In Chaoyang, populated by foreign embassies and companies, the number of registered residents with overseas citizenship was over 60,000, or half of that total number in Beijing.
Currently, there are only a very limited number of medical organizations with professional medical service for foreigners in China, according to officials.
Statistics showed that among over 6,400 registered medical organizations in Beijing, less than 20 are able to serve foreigners, including only two top level hospitals, the China-Japan Friendship Hospital and Peking Union Medical College Hospital.
Less than 200 doctors can provide medical services with multi-languages for foreigners, whose number stood at 110,000 in the capital city.
Further, only 20 of Beijing's hospitals accepted payment through commercial medical insurance schemes which are popular outside China.
Better Future
Overseas citizens in Beijing accounted for 0.6 percent of the city's population in 2009, while that ratio stood at 30 percent in London and 28.4 percent in New York.

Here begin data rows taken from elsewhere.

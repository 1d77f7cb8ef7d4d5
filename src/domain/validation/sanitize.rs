//! One-shot repair pass for a series that failed the sanity gate.
//!
//! Clamps each step to the per-bot step bound, then clamps the running
//! value into the total-drift band around the reference price. The result
//! must still clear the envelope gate or the bot is dropped.

use super::gates::ValidationLimits;
use crate::domain::forecast::PredictedPoint;

pub fn sanitize_series(
    series: &[PredictedPoint],
    reference_price: f64,
    limits: &ValidationLimits,
) -> Vec<PredictedPoint> {
    if reference_price <= 0.0 {
        return Vec::new();
    }

    let band_lo = reference_price * (1.0 - limits.total_max_pct / 100.0);
    let band_hi = reference_price * (1.0 + limits.total_max_pct / 100.0);
    let step = limits.step_max_pct / 100.0;

    let mut out = Vec::with_capacity(series.len());
    let mut prev = reference_price;
    for point in series {
        let raw = if point.price.is_finite() && point.price > 0.0 {
            point.price
        } else {
            prev
        };
        let stepped = raw.clamp(prev * (1.0 - step), prev * (1.0 + step));
        let bounded = stepped.clamp(band_lo, band_hi);
        out.push(PredictedPoint {
            ts: point.ts,
            price: bounded,
            confidence: point.confidence.clamp(0.0, 1.0),
        });
        prev = bounded;
    }
    out
}

#[cfg(test)]
mod tests {
    use super::*;
    use crate::domain::validation::gates::{RejectReason, series_gates};
    use chrono::{TimeZone, Utc};

    fn pt(minute: u32, price: f64) -> PredictedPoint {
        PredictedPoint {
            ts: Utc.with_ymd_and_hms(2025, 6, 2, 5, minute, 0).unwrap(),
            price,
            confidence: 0.7,
        }
    }

    const LIMITS: ValidationLimits = ValidationLimits {
        step_max_pct: 8.0,
        total_max_pct: 15.0,
    };

    #[test]
    fn wild_series_is_pulled_into_band() {
        let produced = Utc.with_ymd_and_hms(2025, 6, 2, 5, 0, 0).unwrap();
        let series = vec![pt(5, 150.0), pt(10, 200.0), pt(15, 40.0)];
        let cleaned = sanitize_series(&series, 100.0, &LIMITS);

        let reasons = series_gates(&cleaned, produced, 100.0, &LIMITS);
        assert!(reasons.is_empty(), "sanitized series still trips: {:?}", reasons);
        assert!(cleaned.iter().all(|p| p.price <= 115.0 && p.price >= 85.0));
    }

    #[test]
    fn non_finite_points_inherit_previous_value() {
        let series = vec![pt(5, f64::NAN), pt(10, 101.0)];
        let cleaned = sanitize_series(&series, 100.0, &LIMITS);
        assert_eq!(cleaned[0].price, 100.0);
        assert_eq!(cleaned[1].price, 101.0);
    }

    #[test]
    fn in_band_series_is_untouched() {
        let series = vec![pt(5, 101.0), pt(10, 102.5)];
        let cleaned = sanitize_series(&series, 100.0, &LIMITS);
        assert_eq!(cleaned[0].price, 101.0);
        assert_eq!(cleaned[1].price, 102.5);
    }

    #[test]
    fn schema_failures_are_not_repairable() {
        // Sanitization fixes values, not ordering; the caller drops the bot.
        let produced = Utc.with_ymd_and_hms(2025, 6, 2, 5, 0, 0).unwrap();
        let series = vec![pt(10, 100.0), pt(5, 100.0)];
        let cleaned = sanitize_series(&series, 100.0, &LIMITS);
        assert!(
            series_gates(&cleaned, produced, 100.0, &LIMITS)
                .contains(&RejectReason::NonMonotonic)
        );
    }
}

Analysts feared that with Beijing progressing towards an even more internationalized metropolis and more foreigners flowing into the city, the current already bad situation concerning health care for foreigners could worsen.
Fang Laiying, head of the health bureau in Beijing, said that the capital city will surely form an all-around health care system that ensures universal access to basic medical services as well as providing multi-mode services to meet diversified needs of different groups, including foreigners.
Beijing's Chaoyang district would introduce high-end medical organizations targeting overseas citizens in its central business district (CBD) and foreign embassy areas, according to health authorities in the district.
The Institute for Minimally Invasive Medicine of Tongji University planned to establish a medical center in Chaoyang to provide "family doctors clinic" services, which would specially target foreigners in China.